Would have worked harder on heeling! He's still not fantastic at it, though we continue to try and reinforce it. Sigh.

I also would have continued to enforce the idea that he must "ask permission" to be on furniture (that is, sit by it and wait for the ok). Not a problem when it's just us in our house, but it is a problem at a few other people's homes and when we have unsuspecting guests! There were a few weeks where I needed a friend of mine to watch him a couple of days a week, and after that, permission flew out the window!


----------



## zigzag (Oct 4, 2011)

Next time I will have a pigeon loft started right away.


----------



## Darcy1311 (May 27, 2012)

zigzag said:


> Next time I will have a pigeon loft started right away.
> [/quote
> 
> 
> ...


----------



## Cleveland2LA (Jun 30, 2012)

I wish I would have kept Maverick off the couch and out of the bed. Like others said it was great at 9 weeks, but at 6 months and 40 pounds, starting to takeover both. Do you think its too late to turn back. In addition, he has started to counter surf! Ugh!


----------



## Darcy1311 (May 27, 2012)

All of the above comment from Cleveland2LA is just as my Darcy is now, is this just our 2 dogs or are all Vizsla like this??...I fear they are all similar...bless them..it's real strange they are a bit soppy in the house, but in the field they take on this fantastic gundog persona..


----------



## Jimbo15471 (Mar 27, 2012)

I wish I would of enforced release command. I don't like that he just thinks that because the leash is unhooked he can go run.


----------



## zigzag (Oct 4, 2011)

"...................I had to get rid of all my chickens when my bundle of fun arrived, she was retrieving them all into her crate, the monster.."

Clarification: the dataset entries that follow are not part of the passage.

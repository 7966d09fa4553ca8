use axum::http::StatusCode;
use axum::response::{IntoResponse, Response};
use axum::Json;
use serde::{Deserialize, Serialize};
use thiserror::Error;
use tracing::error;
use utoipa::ToSchema;

use crate::providers::mbta::FeedError;

/// Standard error response shape
#[derive(Debug, Serialize, Deserialize, ToSchema)]
pub struct ErrorResponse {
    /// Error message describing what went wrong
    pub error: String,
}

/// Request-scoped error taxonomy. Cache errors never appear here: the cache
/// degrades to a bypass instead of failing a request.
#[derive(Debug, Error)]
pub enum ApiError {
    #[error("{0}")]
    Validation(String),
    #[error("{0}")]
    NotFound(String),
    #[error("{0}")]
    Upstream(#[from] FeedError),
    #[error("Database error: {0}")]
    Database(#[from] sqlx::Error),
}

impl ApiError {
    fn status(&self) -> StatusCode {
        match self {
            ApiError::Validation(_) => StatusCode::BAD_REQUEST,
            ApiError::NotFound(_) => StatusCode::NOT_FOUND,
            ApiError::Upstream(_) | ApiError::Database(_) => StatusCode::INTERNAL_SERVER_ERROR,
        }
    }
}

impl IntoResponse for ApiError {
    fn into_response(self) -> Response {
        match &self {
            ApiError::Upstream(e) => error!(error = %e, "Upstream feed failure"),
            ApiError::Database(e) => error!(error = %e, "Database failure"),
            _ => {}
        }

        (
            self.status(),
            Json(ErrorResponse {
                error: self.to_string(),
            }),
        )
            .into_response()
    }
}
pub mod error;
pub mod favorites;
pub mod health;
pub mod realtime;
pub mod routes;
pub mod stops;
pub mod users;

pub use error::{ApiError, ErrorResponse};

use axum::Router;
use sqlx::PgPool;

use crate::cache::Cache;
use crate::providers::mbta::FeedClient;

pub fn router(pool: PgPool, cache: Cache, feeds: FeedClient) -> Router {
    Router::new()
        .merge(routes::router(pool.clone(), cache.clone()))
        .merge(stops::router(pool.clone(), cache.clone()))
        .merge(realtime::router(cache.clone(), feeds))
        .merge(users::router(pool.clone()))
        .merge(favorites::router(pool.clone()))
        .merge(health::router(pool, cache))
}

You can turn that chicken coup into a great pigeon loft. That's what I did. Just make sure to get good Homers, not all homing pigeons are equal. I actually got just as into the birds as I did the dog. My GF was really against pigeons and it took me some time to get the OK from her. Now she flys them every morning when working in the garden. They are so fun to watch. The kids have names for all of them.


----------



## NeverGiveUpRAC (Aug 27, 2012)

Wow...I've only had Cole four months now, but this thread is for sure making me glad I am not letting him sleep with me. My dad is always like " He wants to sleep with you!! Come on!!!" and I feel bad he sleeps alone in the living room...but when I've cuddled with him in bed, he takes it up and its hard to sleep SOMETIMES! Other times he is the perfect cuddler! But, my cat is my sleeping buddy until I move in with my bf...I am pretty sure he, like my cat, would not like sharing with a dog! Haha

Keep em coming everyone!! <3 this topic!


----------



## Angie NG (Jun 6, 2012)

I wouldn't have bought 2 expensive beds, both now chewed and Bella now sleeps on cushions and an old quilt. I refuse to buy another until she stops chewing.
The sofa and if she comes on our bed don't bother me so much, it's the counter surfing like she's never been fed and the heel that I struggle with


----------



## Ozkar (Jul 4, 2011)

I would have spent less, earned more and had the ability to have lots of Vizslas on a big farm.......................................  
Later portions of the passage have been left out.